[KBL] "enable_rc6" parameter deprecation brings back freezing

added Community feature: power/Other platform: KBL priority::high severity::normal + 1 deleted label

Jani Saarinen @jani.saarinen said:

Imre, any comments?

Chris Wilson @ickle said:

It wasn't rc6 you wanted but the side-effect of disabling powersaving.

Imre Deak @ideak said:

Did you try if limiting CPU C states also gets rid of the problem (leaving graphics power saving enabled)? If using intel_idle you can boot with the

intel_idle.max_cstate=1

kernel parameter to do this.

Could you provide a dmesg log booting with drm.debug=0xe?

Did you try to collect logs after the freeze?:

via ssh if it still works
net or serial console if the machine has a serial/ethernet plug (for netconsole https://wiki.archlinux.org/index.php/Netconsole)
using pstore, having EFI or RAM based pstore, hard and soft lockup detection enabled in your kconfig and booting with "nmi_watchdog=panic panic=5" kernel parameters.

Filip said:

I am using intel_idle (checked with 'cat /sys/devices/system/cpu/cpuidle/current_driver
') so I just turned off power saving and limited the C states and will keep you informed on the results.

I'll attach a dmesg output as well and see what I can do about collecting the logs after freezes. Another user in the Lenovo thread mentioned they have already been collecting them via netconsole so I will also ask them to post the logs here if possible.

Filip uploaded an attachment:

Attachment 138729, "Dmesg output with drm.debug=0xe":
dmesg-10042018.txt

Filip commented on attachment 138729:

Note: this is just after boot, not after the freeze event

Filip said:

Unfortunately the other user says there is zero output with netconsole when the freezes occur, but he has added the debug option and will see if something happens.

As for me, I haven't had a freeze so far, but will keep testing since the freezes can happen multiple times a day, but also only once in a few days. I reckon if they don't occur after a week or two it would be confirmation enough that limiting c-states is a workaround.

In the meantime I would like to provide a short summary of what the issue with these laptops has been. I apologize if this is spammy in any way and please ignore if it is, but I realized the thread I linked is too long so maybe this can be helpful.

The freezes that we refer to are random in nature and total in their effect - meaning physical power-off is necessary. They happen both in Windows and Linux. Even though the thread is for the Kaby Lake V510 model, IIRC there have been freezes with the V310 series as well, and the Skylake version was not exempt. The last time I counted, some 30-ish users had reported this issue, but the confirmed count is much higher since some IT personnel reported freezes on their whole batches of acquired laptops. We believe the issue has something to do with Intel power-saving, but it's quite unclear if this is caused by a driver issue or is a result of bad Lenovo BIOS or motherboard. Lenovo has been unresponsive, while their service centers have usually been replacing the motherboards, which is a solution that helped only one user so far. Windows hacks that worked for some (but not all) users: https://forums.lenovo.com/t5/Lenovo-C-E-K-M-N-and-V-Series/V510-15IKB-Laptop-Freeze/m-p/3852313#M24549. And the Linux hack that worked involved disabling DC and RC6. And oh yes, there was also a previous one that involved turning off DRI, but that came with heavy side-effects.

Filip said:

Update: a freeze did unfortunately occur with c-states limited. The other user from the forum also mentioned he tested this before and had the same outcome.

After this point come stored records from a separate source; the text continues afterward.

//! Archive handles: one open codec session bound to one source or sink.

use crate::entry::EntryHeader;
use crate::filter::{self, Compression, PeekReader, MAGIC_PEEK_LEN};
use crate::format::{self, EntryReader, EntryWriter, Format, FormatWriter, FORMAT_PEEK_LEN};
use crate::options::ArchiveOptions;
use crate::stream::ByteSource;
use crate::{Error, Result};
use std::io::{Read, Seek, Write};
use tracing::debug;

struct ReadSession<'a> {
    reader: Box<dyn EntryReader + 'a>,
    compression: Compression,
}

/// Read session over one archive, with compression and container
/// auto-detected on open.
pub struct ReadHandle<'a> {
    session: Option<ReadSession<'a>>,
}

impl<'a> ReadHandle<'a> {
    pub fn open(source: ByteSource<'a>) -> Result<Self> {
        let kind = source.kind();

        let mut raw = PeekReader::new(source.into_reader());
        let compression = Compression::detect(raw.peek(MAGIC_PEEK_LEN)?);
        let mut decoded = PeekReader::new(filter::decoder(compression, Box::new(raw))?);

        let format = Format::detect(decoded.peek(FORMAT_PEEK_LEN)?)
            .ok_or_else(|| Error::codec("Unrecognized archive format"))?;
        let reader = format::reader(format, Box::new(decoded));

        debug!(source = kind, ?format, ?compression, "archive opened for reading");
        Ok(Self {
            session: Some(ReadSession { reader, compression }),
        })
    }

    fn session(&mut self) -> Result<&mut ReadSession<'a>> {
        self.session.as_mut().ok_or(Error::HandleClosed)
    }

    /// Hand the next entry to `visit` while it is current. Payload the visitor
    /// leaves unread is discarded; `None` at end of archive.
    pub fn next_entry<T, F>(&mut self, visit: F) -> Result<Option<T>>
    where
        F: FnOnce(&EntryHeader, &mut dyn Read) -> Result<T>,
    {
        let reader = &mut self.session()?.reader;
        let mut visit = Some(visit);
        let mut output = None;
        let found = reader.next_entry(&mut |header, data| {
            if let Some(visit) = visit.take() {
                output = Some(visit(header, data)?);
            }
            Ok(())
        })?;
        Ok(if found { output } else { None })
    }

    /// Numeric code of the detected container. Variants may be refined
    /// as headers are read.
    pub fn format_code(&mut self) -> Result<i32> {
        Ok(self.session()?.reader.format().code())
    }

    pub fn compression_code(&mut self) -> Result<i32> {
        Ok(self.session()?.compression.code())
    }

    pub fn is_open(&self) -> bool {
        self.session.is_some()
    }

    pub fn close(&mut self) -> Result<()> {
        let session = self.session.take().ok_or(Error::HandleClosed)?;
        debug!(format = ?session.reader.format(), "archive closed");
        Ok(())
    }
}

impl Drop for ReadHandle<'_> {
    fn drop(&mut self) {
        if self.session.take().is_some() {
            debug!("archive released without close");
        }
    }
}

/// Write session for a fixed format and compression
pub struct WriteHandle<W: Write + Seek> {
    writer: Option<FormatWriter<W>>,
    options: ArchiveOptions,
    entries: usize,
}

impl<W: Write + Seek> WriteHandle<W> {
    pub fn open(sink: W, options: &ArchiveOptions) -> Result<Self> {
        let writer = FormatWriter::new(sink, options).map_err(|e| match e {
            Error::Io(e) => Error::HandleCreation(e.to_string()),
            other => other,
        })?;

        debug!(
            format = %options.format,
            algorithm = %options.algorithm,
            level = options.level,
            "archive opened for writing"
        );
        Ok(Self {
            writer: Some(writer),
            options: *options,
            entries: 0,
        })
    }

    fn writer(&mut self) -> Result<&mut FormatWriter<W>> {
        self.writer.as_mut().ok_or(Error::HandleClosed)
    }

    pub fn options(&self) -> &ArchiveOptions {
        &self.options
    }

    /// Write one entry; `header.size` must be known and `data` must yield
    /// exactly that many bytes.
    pub fn append(&mut self, header: &EntryHeader, data: &mut dyn Read) -> Result<()> {
        self.writer()?.append(header, data)?;
        self.entries += 1;
        Ok(())
    }

    /// Write trailers and return the sink.
    pub fn finish(&mut self) -> Result<W> {
        let writer = self.writer.take().ok_or(Error::HandleClosed)?;
        let sink = writer.finish()?;
        debug!(entries = self.entries, "archive finished");
        Ok(sink)
    }

    /// Like [`finish`](Self::finish), dropping the sink.
    pub fn close(&mut self) -> Result<()> {
        self.finish().map(drop)
    }

    pub fn is_open(&self) -> bool {
        self.writer.is_some()
    }
}

#[cfg(test)]
mod tests {
    use super::*;
    use crate::options::{compression_code, format_code, Algorithm, WriteFormat};
    use std::io::Cursor;

    fn archive(options: ArchiveOptions) -> Vec<u8> {
        let mut handle = WriteHandle::open(Cursor::new(Vec::new()), &options).unwrap();
        handle.append(&EntryHeader::regular("one.txt", 3), &mut &b"one"[..]).unwrap();
        handle.finish().unwrap().into_inner()
    }

    #[test]
    fn test_detects_format_and_compression() {
        let bytes = archive(ArchiveOptions::new(WriteFormat::Tar, Algorithm::Xz));
        let mut handle = ReadHandle::open(ByteSource::from(bytes)).unwrap();
        assert_eq!(handle.compression_code().unwrap(), compression_code::XZ);

        let (path, payload) = handle
            .next_entry(|header, data| {
                let mut payload = Vec::new();
                data.read_to_end(&mut payload)?;
                Ok((header.path.clone(), payload))
            })
            .unwrap()
            .unwrap();
        assert_eq!(path, "one.txt");
        assert_eq!(payload, b"one");
        assert_eq!(handle.format_code().unwrap(), format_code::TAR_USTAR);
        assert!(handle.next_entry(|_, _| Ok(())).unwrap().is_none());
    }

    #[test]
    fn test_use_after_close() {
        let bytes = archive(ArchiveOptions::default());
        let mut handle = ReadHandle::open(ByteSource::from(bytes)).unwrap();
        handle.close().unwrap();
        assert!(!handle.is_open());
        assert!(matches!(handle.next_entry(|_, _| Ok(())), Err(Error::HandleClosed)));
        assert!(matches!(handle.close(), Err(Error::HandleClosed)));
    }

    #[test]
    fn test_write_after_finish() {
        let mut handle = WriteHandle::open(Cursor::new(Vec::new()), &ArchiveOptions::default()).unwrap();
        handle.close().unwrap();
        let err = handle.append(&EntryHeader::regular("x", 0), &mut &b""[..]).unwrap_err();
        assert!(matches!(err, Error::HandleClosed));
        assert_eq!(err.code().as_str(), "ARCH9999");
    }

    #[test]
    fn test_unrecognized_input() {
        let err = ReadHandle::open(ByteSource::from("just some text, not an archive")).err().unwrap();
        assert_eq!(err.to_string(), "Unrecognized archive format");
    }

    #[test]
    fn test_compress_input_rejected() {
        let err = ReadHandle::open(ByteSource::from(vec![0x1f, 0x9d, 0x90, 0, 0, 0])).err().unwrap();
        assert!(matches!(err, Error::Codec(_)));
        assert!(err.to_string().contains(".Z"));
    }

    #[test]
    fn test_empty_input() {
        let mut handle = ReadHandle::open(ByteSource::from(Vec::new())).unwrap();
        assert!(handle.next_entry(|_, _| Ok(())).unwrap().is_none());
        assert_eq!(handle.format_code().unwrap(), format_code::EMPTY);
        assert_eq!(handle.compression_code().unwrap(), compression_code::NONE);
    }

    #[test]
    fn test_unread_payload_is_skipped() {
        let options = ArchiveOptions::new(WriteFormat::Cpio, Algorithm::Gzip);
        let mut handle = WriteHandle::open(Cursor::new(Vec::new()), &options).unwrap();
        handle.append(&EntryHeader::regular("a", 5), &mut &b"aaaaa"[..]).unwrap();
        handle.append(&EntryHeader::regular("b", 1), &mut &b"b"[..]).unwrap();
        let bytes = handle.finish().unwrap().into_inner();

        let mut handle = ReadHandle::open(ByteSource::from(bytes)).unwrap();
        let first = handle
            .next_entry(|_, data| {
                let mut two = [0u8; 2];
                data.read_exact(&mut two)?;
                Ok(two)
            })
            .unwrap();
        assert_eq!(first, Some(*b"aa"));
        let second = handle.next_entry(|header, _| Ok(header.path.clone())).unwrap();
        assert_eq!(second.as_deref(), Some("b"));
    }

    #[test]
    fn test_invalid_pair_rejected_on_open() {
        let options = ArchiveOptions::new(WriteFormat::Cpio, Algorithm::Deflate);
        let err = WriteHandle::open(Cursor::new(Vec::new()), &options).err().unwrap();
        assert_eq!(err.code().as_str(), "ARCH0002");
    }
}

Journalctl doesn't show anything out of the ordinary. i915 was just switching DC states from 00 to 02 and vice versa, the last one it switched to being 00. What may be interesting is that i915 had been quiet for 14 seconds prior to the freeze, while it usually does something every two seconds. This also happened before in the session, however, and with no freeze. Due to some obstacles, I had not gotten to setting up something to obtain a log while the machine is frozen, but I will see what I can do.

The other user's comment on logging, however, is: "You will don't find any logs related that freeze. Even not with kernels netconsole or any debugging parameters. I've spend many time to that issue and find nothing"

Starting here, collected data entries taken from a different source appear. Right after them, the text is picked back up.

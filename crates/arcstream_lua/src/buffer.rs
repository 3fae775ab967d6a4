//! Buffer userdata: binary entry payloads and archive bytes on the Lua side.
//!
//! Lua strings can carry bytes too, but a Buffer keeps extracted payloads
//! distinct from text and can be handed back as an archive source.

use crate::error::Result;
use mlua::{Lua, MetaMethod, MultiValue, Table, UserData, UserDataMethods, Value};
use std::sync::Mutex;

pub(crate) struct Buffer {
    data: Mutex<Vec<u8>>,
}

impl Buffer {
    pub(crate) fn from_bytes(bytes: Vec<u8>) -> Self {
        Buffer {
            data: Mutex::new(bytes),
        }
    }

    /// Copy of the bytes, for use as an archive source or entry content
    pub(crate) fn get_data(&self) -> mlua::Result<Vec<u8>> {
        Ok(lock_data(self)?.clone())
    }
}

fn lock_data(buf: &Buffer) -> mlua::Result<std::sync::MutexGuard<'_, Vec<u8>>> {
    buf.data
        .lock()
        .map_err(|e| mlua::Error::runtime(format!("Buffer lock error: {}", e)))
}

/// Lua indices are 1-based and inclusive
fn byte_range(len: usize, start: Option<usize>, end: Option<usize>) -> mlua::Result<std::ops::Range<usize>> {
    let start = start.unwrap_or(1);
    let end = end.unwrap_or(len);
    if start < 1 || end > len || start > end + 1 {
        return Err(mlua::Error::runtime(format!(
            "Buffer range [{}, {}] out of bounds for length {}",
            start, end, len
        )));
    }
    Ok(start - 1..end)
}

impl UserData for Buffer {
    fn add_methods<M: UserDataMethods<Self>>(methods: &mut M) {
        methods.add_method("len", |_, this, _: ()| Ok(lock_data(this)?.len()));

        methods.add_method("get", |_, this, idx: usize| {
            let data = lock_data(this)?;
            let range = byte_range(data.len(), Some(idx), Some(idx))?;
            Ok(data[range.start] as i64)
        });

        methods.add_method("slice", |_, this, (start, end): (Option<usize>, Option<usize>)| {
            let data = lock_data(this)?;
            let range = byte_range(data.len(), start, end)?;
            Ok(Buffer::from_bytes(data[range].to_vec()))
        });

        methods.add_method("append", |_, this, bytes: mlua::String| {
            let mut data = lock_data(this)?;
            data.extend_from_slice(&bytes.as_bytes());
            Ok(data.len())
        });

        // raw bytes as a Lua string
        methods.add_method("toString", |lua, this, _: ()| {
            let data = lock_data(this)?;
            lua.create_string(&*data)
        });

        methods.add_meta_method(MetaMethod::ToString, |_, this, _: ()| {
            Ok(format!("Buffer({} bytes)", lock_data(this)?.len()))
        });

        methods.add_meta_method(MetaMethod::Len, |_, this, _: ()| Ok(lock_data(this)?.len()));

        methods.add_meta_method(MetaMethod::Eq, |_, this, other: mlua::AnyUserData| {
            let other = other.borrow::<Buffer>()?;
            if std::ptr::eq(this, &*other) {
                return Ok(true);
            }
            let equal = *lock_data(this)? == *lock_data(&other)?;
            Ok(equal)
        });
    }
}

fn buffer_from(_: &Lua, data: mlua::String) -> mlua::Result<Buffer> {
    Ok(Buffer::from_bytes(data.as_bytes().to_vec()))
}

fn buffer_concat(_: &Lua, args: MultiValue) -> mlua::Result<Buffer> {
    let mut combined = Vec::new();
    for arg in args {
        match arg {
            Value::UserData(ud) => {
                let buf = ud.borrow::<Buffer>()?;
                combined.extend_from_slice(&lock_data(&buf)?);
            }
            Value::String(s) => combined.extend_from_slice(&s.as_bytes()),
            _ => {
                return Err(mlua::Error::runtime(
                    "buffer.concat: arguments must be Buffers or strings",
                ))
            }
        }
    }
    Ok(Buffer::from_bytes(combined))
}

fn buffer_is_buffer(_: &Lua, value: Value) -> mlua::Result<bool> {
    match value {
        Value::UserData(ud) => Ok(ud.is::<Buffer>()),
        _ => Ok(false),
    }
}

pub fn register(lua: &Lua) -> Result<Table> {
    let buffer_table = lua.create_table()?;

    buffer_table.set("from", lua.create_function(buffer_from)?)?;
    buffer_table.set("concat", lua.create_function(buffer_concat)?)?;
    buffer_table.set("isBuffer", lua.create_function(buffer_is_buffer)?)?;

    Ok(buffer_table)
}

#[cfg(test)]
mod tests {
    use super::*;

    fn lua() -> Lua {
        let lua = Lua::new();
        lua.globals().set("buffer", register(&lua).unwrap()).unwrap();
        lua
    }

    #[test]
    fn test_buffer_basics() {
        let lua = lua();
        let ok: bool = lua
            .load(
                r#"
                local b = buffer.from("hello")
                assert(#b == 5 and b:len() == 5)
                assert(b:get(1) == string.byte("h"))
                assert(b:slice(2, 3):toString() == "el")
                b:append(" world")
                assert(b:toString() == "hello world")
                assert(buffer.concat(buffer.from("a"), "b"):toString() == "ab")
                assert(buffer.from("x") == buffer.from("x"))
                return buffer.isBuffer(b) and not buffer.isBuffer("b")
                "#,
            )
            .eval()
            .unwrap();
        assert!(ok);
    }

    #[test]
    fn test_out_of_range() {
        let lua = lua();
        assert!(lua.load("buffer.from('ab'):get(3)").exec().is_err());
        assert!(lua.load("buffer.from('ab'):slice(0, 1)").exec().is_err());
    }
}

Filip uploaded an attachment:

Attachment 138823, "Journalctl 5 minutes before the freeze":
journalctl_5minsbeforefreeze_

Jani Saarinen @jani.saarinen said:

Imre, any advice to proceed here?

Imre Deak @ideak said:

(In reply to Filip from comment 8)

Update: a freeze did unfortunately occur with c-states limited. The other
user from the forum also mentioned he tested this before and had the same
outcome.

Ok, thanks for trying.

> Journalctl doesn't show anything out of the ordinary. i915 was just
> switching DC states from 00 to 02 and vice versa, the last one it switched
> to being 00. What may be interesting is that i915 had been quiet for 14
> seconds prior to the freeze, while it usually does something every two
> seconds. This also happened before in the session, however, and with no
> freeze.

Ok, as I understood you already tried booting with i915.enable_dc=0 and that didn't get rid of the problem.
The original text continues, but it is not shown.